* Work required *
Among the entries below, one stretch runs from the line that contains "by position id)" through the line that contains "let positions = self.store.list_positions().await?;". Repeat that stretch exactly, ends included, and only that.

Dataset entries:
═══

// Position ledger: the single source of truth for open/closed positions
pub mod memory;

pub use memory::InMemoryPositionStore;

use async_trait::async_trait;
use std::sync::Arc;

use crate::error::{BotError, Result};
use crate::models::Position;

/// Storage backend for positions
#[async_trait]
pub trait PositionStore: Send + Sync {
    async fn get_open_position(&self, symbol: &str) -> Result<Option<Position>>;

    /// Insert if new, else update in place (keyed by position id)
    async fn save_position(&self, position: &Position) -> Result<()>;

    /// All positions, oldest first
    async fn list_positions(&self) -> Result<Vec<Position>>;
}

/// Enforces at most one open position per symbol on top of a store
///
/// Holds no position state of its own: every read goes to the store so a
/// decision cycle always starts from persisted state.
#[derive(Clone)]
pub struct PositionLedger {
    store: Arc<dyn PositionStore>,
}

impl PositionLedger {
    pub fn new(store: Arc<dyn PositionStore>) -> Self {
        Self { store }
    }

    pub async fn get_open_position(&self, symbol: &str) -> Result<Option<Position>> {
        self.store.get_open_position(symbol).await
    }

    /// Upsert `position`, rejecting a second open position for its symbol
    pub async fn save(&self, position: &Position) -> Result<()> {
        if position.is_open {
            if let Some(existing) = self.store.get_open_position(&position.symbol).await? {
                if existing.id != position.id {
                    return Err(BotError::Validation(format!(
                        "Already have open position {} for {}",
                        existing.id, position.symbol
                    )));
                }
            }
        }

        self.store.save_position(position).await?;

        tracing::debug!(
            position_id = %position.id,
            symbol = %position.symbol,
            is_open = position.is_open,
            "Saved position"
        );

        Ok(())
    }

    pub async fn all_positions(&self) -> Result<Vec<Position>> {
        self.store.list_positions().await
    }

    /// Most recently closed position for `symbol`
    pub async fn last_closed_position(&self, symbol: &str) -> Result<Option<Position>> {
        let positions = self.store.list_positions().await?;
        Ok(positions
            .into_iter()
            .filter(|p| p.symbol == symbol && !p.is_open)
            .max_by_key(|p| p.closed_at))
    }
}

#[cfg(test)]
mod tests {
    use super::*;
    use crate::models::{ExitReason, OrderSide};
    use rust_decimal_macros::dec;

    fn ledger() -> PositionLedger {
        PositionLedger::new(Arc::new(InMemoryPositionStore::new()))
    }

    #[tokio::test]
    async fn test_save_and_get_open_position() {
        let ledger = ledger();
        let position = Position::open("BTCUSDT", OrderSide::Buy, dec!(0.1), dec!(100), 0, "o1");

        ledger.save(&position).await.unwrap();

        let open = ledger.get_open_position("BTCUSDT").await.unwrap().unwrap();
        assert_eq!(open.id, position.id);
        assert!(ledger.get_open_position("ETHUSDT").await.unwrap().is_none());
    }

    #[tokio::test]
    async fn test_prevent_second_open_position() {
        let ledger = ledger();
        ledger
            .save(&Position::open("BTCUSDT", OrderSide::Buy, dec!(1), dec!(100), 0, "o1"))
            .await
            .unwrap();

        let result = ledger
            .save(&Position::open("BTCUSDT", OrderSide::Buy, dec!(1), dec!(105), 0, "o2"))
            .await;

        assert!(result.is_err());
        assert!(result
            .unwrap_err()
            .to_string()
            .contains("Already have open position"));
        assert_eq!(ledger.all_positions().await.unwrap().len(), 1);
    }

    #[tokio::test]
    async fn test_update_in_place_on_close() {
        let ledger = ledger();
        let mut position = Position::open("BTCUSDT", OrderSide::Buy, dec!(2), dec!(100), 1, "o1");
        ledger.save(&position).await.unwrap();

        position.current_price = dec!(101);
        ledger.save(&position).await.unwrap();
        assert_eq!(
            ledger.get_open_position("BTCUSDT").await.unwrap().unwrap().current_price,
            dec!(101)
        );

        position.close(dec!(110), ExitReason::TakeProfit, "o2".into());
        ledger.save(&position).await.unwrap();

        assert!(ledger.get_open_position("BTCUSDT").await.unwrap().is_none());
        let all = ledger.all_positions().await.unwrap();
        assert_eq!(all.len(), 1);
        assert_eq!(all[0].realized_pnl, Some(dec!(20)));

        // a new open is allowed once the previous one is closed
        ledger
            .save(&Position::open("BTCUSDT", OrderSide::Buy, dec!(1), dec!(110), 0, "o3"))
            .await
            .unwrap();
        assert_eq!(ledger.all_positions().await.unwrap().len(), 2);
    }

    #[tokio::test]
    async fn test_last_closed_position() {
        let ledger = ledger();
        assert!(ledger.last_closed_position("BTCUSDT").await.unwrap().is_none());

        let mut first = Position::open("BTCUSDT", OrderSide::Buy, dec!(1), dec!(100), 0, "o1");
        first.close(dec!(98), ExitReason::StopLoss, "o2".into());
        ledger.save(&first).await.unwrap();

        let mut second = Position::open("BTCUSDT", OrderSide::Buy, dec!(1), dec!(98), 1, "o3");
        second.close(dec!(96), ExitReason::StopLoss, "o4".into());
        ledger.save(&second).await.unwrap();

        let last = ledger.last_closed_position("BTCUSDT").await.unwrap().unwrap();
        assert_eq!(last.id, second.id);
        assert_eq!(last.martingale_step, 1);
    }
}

═══

* Exercise solution *
    /// Insert if new, else update in place (keyed by position id)
    async fn save_position(&self, position: &Position) -> Result<()>;

    /// All positions, oldest first
    async fn list_positions(&self) -> Result<Vec<Position>>;
}

/// Enforces at most one open position per symbol on top of a store
///
/// Holds no position state of its own: every read goes to the store so a
/// decision cycle always starts from persisted state.
#[derive(Clone)]
pub struct PositionLedger {
    store: Arc<dyn PositionStore>,
}

impl PositionLedger {
    pub fn new(store: Arc<dyn PositionStore>) -> Self {
        Self { store }
    }

    pub async fn get_open_position(&self, symbol: &str) -> Result<Option<Position>> {
        self.store.get_open_position(symbol).await
    }

    /// Upsert `position`, rejecting a second open position for its symbol
    pub async fn save(&self, position: &Position) -> Result<()> {
        if position.is_open {
            if let Some(existing) = self.store.get_open_position(&position.symbol).await? {
                if existing.id != position.id {
                    return Err(BotError::Validation(format!(
                        "Already have open position {} for {}",
                        existing.id, position.symbol
                    )));
                }
            }
        }

        self.store.save_position(position).await?;

        tracing::debug!(
            position_id = %position.id,
            symbol = %position.symbol,
            is_open = position.is_open,
            "Saved position"
        );

        Ok(())
    }

    pub async fn all_positions(&self) -> Result<Vec<Position>> {
        self.store.list_positions().await
    }

    /// Most recently closed position for `symbol`
    pub async fn last_closed_position(&self, symbol: &str) -> Result<Option<Position>> {
        let positions = self.store.list_positions().await?;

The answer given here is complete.